500+ scientists tell EU to end tree burning for energy.
"Regrowth takes time the world does not have to solve climate change”, they write.
Over 500 scientists are writing to EU Commission President Von der Leyen, European Council President Charles Michel, US President Biden, Japanese Prime Minister Suga and South Korean President Moon, in a letter published today.
The scientists - including Jean-Pascal van Ypersele, former chair of the IPCC and Peter Raven, U.S. National Medal of Science winner and former President of the American Society for the Advancement of Science - write:
“The burning of wood will increase warming for decades to centuries. That is true even when the wood replaces coal, oil or natural gas”
“To avoid these harms, governments must end subsidies and other incentives that today exist for the burning of wood whether from their forests or others. The European Union needs to stop treating the burning of biomass as carbon neutral in its renewable energy standards and in its emissions trading system”.
What's more, over 40,000 Europeans have signed a petition to the EU against the burning of forests and food for energy.
The petition calls for an end to the rules which allow wood burning for energy to be counted as “renewable” and so receive public subsidies.
The petition answers were submitted as part of the Commission's public consultation on the revision of the EU Renewable Energy Directive, which closed on 9 February.
Alex Mason, Senior Policy Officer at WWF European Policy Office said:
“Fighting the climate emergency without changing the EU’s biomass rules is like trying to bail out a boat with a hole in the bottom. To plug the gap, we must limit incentives under the Renewable Energy Directive to fast-decaying wastes and residues with no other uses. Because it’s what you’re burning that matters, not how sustainably the forest was managed. The revision of the EU renewables law is a crucial chance; the Commission must listen to scientists and citizens and stop trees being burned in the name of the climate."
Further information:
As the scientists make clear, producers of paper and timber products have for decades generated electricity and heat from their process wastes. But as they point out: “in recent years there has been a misguided move to cut down whole trees or to divert large portions of stem wood for bioenergy”.

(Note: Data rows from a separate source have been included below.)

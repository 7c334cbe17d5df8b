mod outcome;
mod result_set;
mod table;

pub use outcome::QueryOutcome;
pub use result_set::{NULL_SENTINEL, ResultSet, Row};
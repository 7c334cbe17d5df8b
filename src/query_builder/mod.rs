use std::fmt;

mod render;

pub use render::escape_literal;

/// Which statement a [`StatementBuilder`] renders.
#[derive(Debug, Clone, Copy, Default, PartialEq, Eq)]
pub enum StatementKind {
    #[default]
    Select,
    Insert,
    Update,
    Delete,
    Raw,
}

#[derive(Debug, Clone, Copy, PartialEq, Eq)]
pub(crate) enum JoinKind {
    Inner,
    Left,
}

#[derive(Debug, Clone, PartialEq, Eq)]
pub(crate) struct Join {
    pub(crate) kind: JoinKind,
    pub(crate) table: String,
    pub(crate) left: String,
    pub(crate) right: String,
}

/// Fluent accumulator for one SQL statement.
///
/// The builder knows nothing about the backend it will run on; the same calls
/// always render the same text.
/// ```rust
/// use sql_pool_access::prelude::*;
///
/// let sql = StatementBuilder::new()
///     .table("users")
///     .select("id")
///     .select("name")
///     .where_clause("active = 1")
///     .limit(10)
///     .offset(0)
///     .render();
/// assert_eq!(sql, "SELECT id, name FROM users WHERE active = 1 LIMIT 10 OFFSET 0");
/// ```
///
/// Only inserted and updated values are escaped (single quotes doubled). Table
/// names, column names, predicates, join conditions and ordering expressions are
/// written verbatim, so they must come from trusted code, never from user input.
///
/// Calling an operation-setting method (`select` on a non-select builder,
/// `insert`, `update`, `remove`, `raw`) drops whatever the previous operation
/// accumulated that the new one cannot use. The table and the `WHERE`
/// predicates survive a switch between `Select`, `Update` and `Delete`; `raw`
/// drops the table, but a table set after `raw` is kept.
#[derive(Debug, Clone, Default, PartialEq, Eq)]
pub struct StatementBuilder {
    pub(crate) kind: StatementKind,
    pub(crate) table: String,
    pub(crate) raw: String,
    pub(crate) selects: Vec<String>,
    pub(crate) joins: Vec<Join>,
    pub(crate) insert_pairs: Vec<(String, String)>,
    pub(crate) update_pairs: Vec<(String, String)>,
    pub(crate) predicates: Vec<String>,
    pub(crate) order_by: Option<String>,
    pub(crate) limit: Option<u64>,
    pub(crate) offset: Option<u64>,
}

impl StatementBuilder {
    #[must_use]
    pub fn new() -> Self {
        Self::default()
    }

    #[must_use]
    pub fn kind(&self) -> StatementKind {
        self.kind
    }

    #[must_use]
    pub fn table_name(&self) -> &str {
        &self.table
    }

    /// Set the target table.
    #[must_use]
    pub fn table(mut self, table: impl Into<String>) -> Self {
        self.table = table.into();
        self
    }

    /// Add one projected column. Repeated calls accumulate; none means `*`.
    #[must_use]
    pub fn select(mut self, column: impl Into<String>) -> Self {
        self.switch_to(StatementKind::Select);
        self.selects.push(column.into());
        self
    }

    /// Add several projected columns at once.
    #[must_use]
    pub fn columns<I, S>(mut self, columns: I) -> Self
    where
        I: IntoIterator<Item = S>,
        S: Into<String>,
    {
        self.switch_to(StatementKind::Select);
        self.selects.extend(columns.into_iter().map(Into::into));
        self
    }

    /// Start an `INSERT INTO table`.
    #[must_use]
    pub fn insert(mut self, table: impl Into<String>) -> Self {
        self.switch_to(StatementKind::Insert);
        self.table = table.into();
        self
    }

    /// Column/value pairs for an insert, appended in order.
    #[must_use]
    pub fn values<I, C, V>(mut self, pairs: I) -> Self
    where
        I: IntoIterator<Item = (C, V)>,
        C: Into<String>,
        V: Into<String>,
    {
        self.insert_pairs
            .extend(pairs.into_iter().map(|(c, v)| (c.into(), v.into())));
        self
    }

    /// Start an `UPDATE table`.
    #[must_use]
    pub fn update(mut self, table: impl Into<String>) -> Self {
        self.switch_to(StatementKind::Update);
        self.table = table.into();
        self
    }

    /// One `col='value'` assignment for an update.
    #[must_use]
    pub fn set(mut self, column: impl Into<String>, value: impl Into<String>) -> Self {
        self.update_pairs.push((column.into(), value.into()));
        self
    }

    /// Start a `DELETE FROM table`.
    #[must_use]
    pub fn remove(mut self, table: impl Into<String>) -> Self {
        self.switch_to(StatementKind::Delete);
        self.table = table.into();
        self
    }

    /// Literal SQL, rendered verbatim with no other clauses.
    #[must_use]
    pub fn raw(mut self, sql: impl Into<String>) -> Self {
        self.switch_to(StatementKind::Raw);
        self.raw = sql.into();
        self
    }

    /// Add a predicate; multiple predicates are AND-joined in call order.
    #[must_use]
    pub fn where_clause(mut self, condition: impl Into<String>) -> Self {
        self.predicates.push(condition.into());
        self
    }

    #[must_use]
    pub fn and_where(self, condition: impl Into<String>) -> Self {
        self.where_clause(condition)
    }

    /// `JOIN table ON left = right` (select only).
    #[must_use]
    pub fn join(
        self,
        table: impl Into<String>,
        left: impl Into<String>,
        right: impl Into<String>,
    ) -> Self {
        self.push_join(JoinKind::Inner, table.into(), left.into(), right.into())
    }

    /// `LEFT JOIN table ON left = right` (select only).
    #[must_use]
    pub fn left_join(
        self,
        table: impl Into<String>,
        left: impl Into<String>,
        right: impl Into<String>,
    ) -> Self {
        self.push_join(JoinKind::Left, table.into(), left.into(), right.into())
    }

    #[must_use]
    pub fn order_by(mut self, expr: impl Into<String>) -> Self {
        self.order_by = Some(expr.into());
        self
    }

    /// Applied even when zero; only a never-set limit is omitted.
    #[must_use]
    pub fn limit(mut self, n: u64) -> Self {
        self.limit = Some(n);
        self
    }

    /// Applied even when zero; only a never-set offset is omitted.
    #[must_use]
    pub fn offset(mut self, n: u64) -> Self {
        self.offset = Some(n);
        self
    }

    fn push_join(mut self, kind: JoinKind, table: String, left: String, right: String) -> Self {
        self.joins.push(Join {
            kind,
            table,
            left,
            right,
        });
        self
    }

    fn switch_to(&mut self, next: StatementKind) {
        if self.kind == next {
            return;
        }
        let prev = self.kind;
        self.kind = next;

        if next != StatementKind::Raw {
            self.raw.clear();
        }
        if next != StatementKind::Select {
            self.selects.clear();
            self.joins.clear();
            self.order_by = None;
            self.limit = None;
            self.offset = None;
        }
        if next != StatementKind::Insert {
            self.insert_pairs.clear();
        }
        if next != StatementKind::Update {
            self.update_pairs.clear();
        }
        let keeps_predicates = matches!(
            (prev, next),
            (
                StatementKind::Select | StatementKind::Update | StatementKind::Delete,
                StatementKind::Select | StatementKind::Update | StatementKind::Delete
            )
        );
        if !keeps_predicates {
            self.predicates.clear();
        }
        if next == StatementKind::Raw {
            self.table.clear();
        }
    }
}

impl fmt::Display for StatementBuilder {
    fn fmt(&self, f: &mut fmt::Formatter<'_>) -> fmt::Result {
        f.write_str(&self.render())
    }
}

This is a problem, they say, because for each kilowatt hour of heat or electricity produced it “will likely to add two to three times as much carbon to the air as using fossil fuels”. “Regrowing trees...may eventually pay off this carbon debt, but regrowth takes time the world does not have to solve climate change”.
Crucially, the scientists point out that sustainable forest management or carbon accounting at landscape level “cannot alter these results”. This is why WWF considers the bioenergy criteria in the Renewable Energy Directive to be largely meaningless and is calling for the EU to limit incentives to wastes and residues.
EU bioenergy policies are also harmful to biodiversity and pose a serious threat to the world’s forests. “If the world supplied just an additional 2% of its energy from wood, it would need to double its commercial wood harvests” the scientists say.